Ha sido trabajoso. Representar el año 42 hoy es complicado. Los contextos urbanos y rurales están muy alterados. Hacer ficción de época es complicado. Queríamos que las localizaciones fueran contundentes en su presentación, que hablaran por sí mismas. Hemos peregrinado más de lo habitual. Los desplazamientos son muy costosos, pero hemos preferido hacerlos para dar mayor carácter a la serie: Goizkueta, Etxalar, Oiartzun, Lesaka, Segura, en distintos puntos del curso del Bidasoa… Un periplo buscando lugares que tuvieran contundencia y que se ajustaran al año 42 en la mayor medida de lo posible.
Hablemos de otras producciones suyas.
He dirigido Ertzainak, Martin, Mi querido Klikowsky…
¿Ha terminado ya "Klikowsky"?
Queda una temporada por emitir, supongo que empezará en enero. Son capítulos nuevos que fueron grabados en verano. No sabemos si ha acabado o no; estaríamos encantados de no acabar, pero eso ya no depende de nosotros. Depende de ETB, pero aún quedan trece capítulos por emitir.
Dicen que con la crisis vemos más televisión, ¿afecta de alguna forma a la producción?
Claro que está afectando, en calidad y en cantidad… Los parámetros de producción son diferentes. Se aprietan las tuercas, hay que producir en menos tiempo, con menos dinero. Hay proyectos que no se pueden abordar. Continuamente oigo hablar de proyectos, no sólo en EITB, que estaban a punto de empezar a producirse y que a las puertas, cuando ya se llevaba una preproducción muy larga, se han venido abajo.
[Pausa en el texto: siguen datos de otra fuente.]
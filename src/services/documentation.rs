use utoipa::OpenApi;

#[derive(OpenApi)]
/// Aggregated OpenAPI specification for the scoreboard backend.
#[openapi(
    paths(
        crate::routes::health::healthcheck,
        crate::routes::sse::scoreboard_stream,
        crate::routes::scoreboard::get_scores,
        crate::routes::scoreboard::get_teams_and_rounds,
        crate::routes::scoreboard::get_points,
        crate::routes::admin::add_point,
        crate::routes::admin::update_point,
        crate::routes::admin::delete_point,
        crate::routes::admin::update_teams,
    ),
    components(
        schemas(
            crate::dto::health::HealthResponse,
            crate::dto::scoreboard::ScoresResponse,
            crate::dto::scoreboard::TeamScoresRow,
            crate::dto::scoreboard::TeamsAndRoundsResponse,
            crate::dto::scoreboard::RoundSummary,
            crate::dto::scoreboard::TeamSummary,
            crate::dto::scoreboard::TeamStanding,
            crate::dto::scoreboard::LedgerEntry,
            crate::dto::admin::AddPointRequest,
            crate::dto::admin::UpdatePointRequest,
            crate::dto::admin::DeletePointRequest,
            crate::dto::admin::UpdateTeamsRequest,
            crate::dto::admin::TeamVisibilityInput,
            crate::dto::sse::ScoreUpdateEvent,
            crate::dto::sse::TeamsUpdateEvent,
        )
    ),
    tags(
        (name = "health", description = "Health check endpoints"),
        (name = "scoreboard", description = "Read-only scoreboard projections"),
        (name = "admin", description = "Point and team mutation endpoints"),
        (name = "sse", description = "Server-sent events stream"),
    )
)]
pub struct ApiDoc;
De esta crisis no se salva nadie.
¿Cuánto tiempo les ha llevado hacer la preproducción de esta serie que están grabando?
La escritura primera, el preguión, el guión de la película, los trece capítulos, más las localizaciones y empezar a grabar, estamos hablando de dos años.
¿Compensa tanto esfuerzo?
¿Económicamente? En televisión las compensaciones vienen después. Estamos en márgenes de producción muy exiguos. En televisión compensa cuando haces muchos capítulos de una serie. En la medida de que va pasando el tiempo va compensando. Si el producto va bien y se hacen sesenta, ochenta o cien capítulos es cuando el esfuerzo y la rentabilidad van más paralelos. Poner en marcha algo es muy costoso. Poner a andar el vestuario, los guiones, los actores, las localizaciones y las grabaciones son muy costosos. Ese universo de recursos que debe haber para empezar a rodar es caro. Conformar equipo es complicado.
¿Trabajar por amor al arte?
Tanto como eso no, por nada no se trabaja, pero sí hay que tener un poco de pasión para que este oficio resulte rentable a niveles personales y dejes de lado a veces los niveles económicos. Hay que tener muchas ganas de contar historias. Nosotros como productora lo único que hacemos es ficción, es lo que mejor manejamos.